Most, if not all, of the references can be identified, and they introduce us to a wide range of characters whose lives exemplified the faith with which the author is dealing. Thus, of those "who through faith conquered kingdoms" he may very well have in mind men like Joshua and David. Those who "enforced justice" would very properly include the judges and kings like David and Solomon. Daniel is obviously one who "stopped the mouths of lions" (Daniel 6:21-23). Perhaps he and his associates in Babylon are also in mind as those who "quenched raging fire" (Daniel 3:23-25). According to Isaiah, Hezekiah by the faith shown in his prayer was the means of putting Sennacherib and his armies to flight (2 Kings 19:20-37). The widow of Zarephath and the Shunammite woman are examples of the women who "received their dead by resurrection" (1 Kings 17:8-24; 2 Kings 4:18-37). A number of the prophets were "tortured" (see Matthew 5:11-12), notably Jeremiah (Jer., chs. 20, 37-38). Zechariah, the son of Jehoiada, was stoned (2 Chronicles 24:21). According to an apocryphal book, Isaiah the prophet was among those who were "sawn in two" (Ascension of Isaiah 5:11-14). Verses 35b-38, indeed, sound very much like a summary of the treatment which Israel and the pagan world gave to the Hebrew prophets. Elijah, for example, in the treatment accorded to him by King Ahab of Israel may very well be in the writer’s mind as one who went "wandering over deserts and mountains, and in dens and caves of the earth" (I Kings, chs. 18-19).

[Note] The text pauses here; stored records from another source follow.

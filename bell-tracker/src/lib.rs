/*
SPDX-FileCopyrightText: Copyright 2026 LG Electronics Inc.
SPDX-License-Identifier: MIT
*/

//! Bell Tracker – which period is it right now?
//!
//! Module layout:
//!
//! ```text
//! lib.rs
//! ├── time/       – minute-resolution TimeOfDay, HH:MM parsing
//! ├── catalog/    – validated, read-only schedule registry
//! ├── resolver/   – (schedule, time) → status classification
//! ├── config/     – YAML schedule file + display color settings
//! └── driver/     – ticking display loop, time sources, surfaces
//! ```
//!
//! # Example
//! ```rust
//! use bell_tracker::catalog::{Catalog, REGULAR};
//!
//! let catalog = Catalog::builtin().unwrap();
//! let status = catalog.resolve(REGULAR, "08:11").unwrap();
//! assert_eq!(status.to_string(), "Period 1 → Period 2");
//! ```

pub mod catalog;
pub mod config;
pub mod driver;
pub mod resolver;
pub mod time;

pub use catalog::{Catalog, Interval, IntervalKind, Schedule, ScheduleId};
pub use resolver::{PeriodResolver, PeriodStatus, ResolveError};
pub use time::{TimeOfDay, TimeParseError};
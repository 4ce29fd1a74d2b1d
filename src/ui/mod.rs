//! Terminal output for gxr commands
//!
//! Interactive terminals get `cliclack` log lines, spinners and an
//! `indicatif` bar for repository queries. Pipes and CI get plain,
//! prefix-tagged lines instead.
//!
//! Machine-readable formats (`--format json|plain`) bypass this module and
//! print directly, so nothing here ever mixes into parseable output.

mod context;
mod output;
mod progress;
mod prompts;
mod theme;

pub use context::UiContext;
pub use output::{key_value, remark, step_info, step_ok_detail, step_warn};
pub use progress::{QueryProgress, TaskSpinner};
pub use prompts::confirm;
pub use theme::{init_theme, GxrTheme};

In the concluding paragraph (vss. 39-40), the author summarizes in a brief statement the point which the entire chapter is intended to illustrate. This is twofold: first, that the reward of faith is never immediately realized. For none of these Old Testament saints received the fulfillment of the promise in its final form. Had it been otherwise, then faith would no longer be faith. For, as the author indicated in the opening paragraph of the chapter, faith places one outside the boundaries of time and space whence one may view the distant scene, but while one lives within those boundaries only proximate realization of the promises of God may ever be experienced. Second, faith always has in view, as does the promise itself, that great company of the faithful whose arrival on the plane of history must precede the fulfillment of the promises. This is the true "communion of the saints" — a fellowship, not alone among those existing at any moment upon the earth, but extending horizontally throughout time, an ever-widening circle of men and women responding by faith to the promises of God.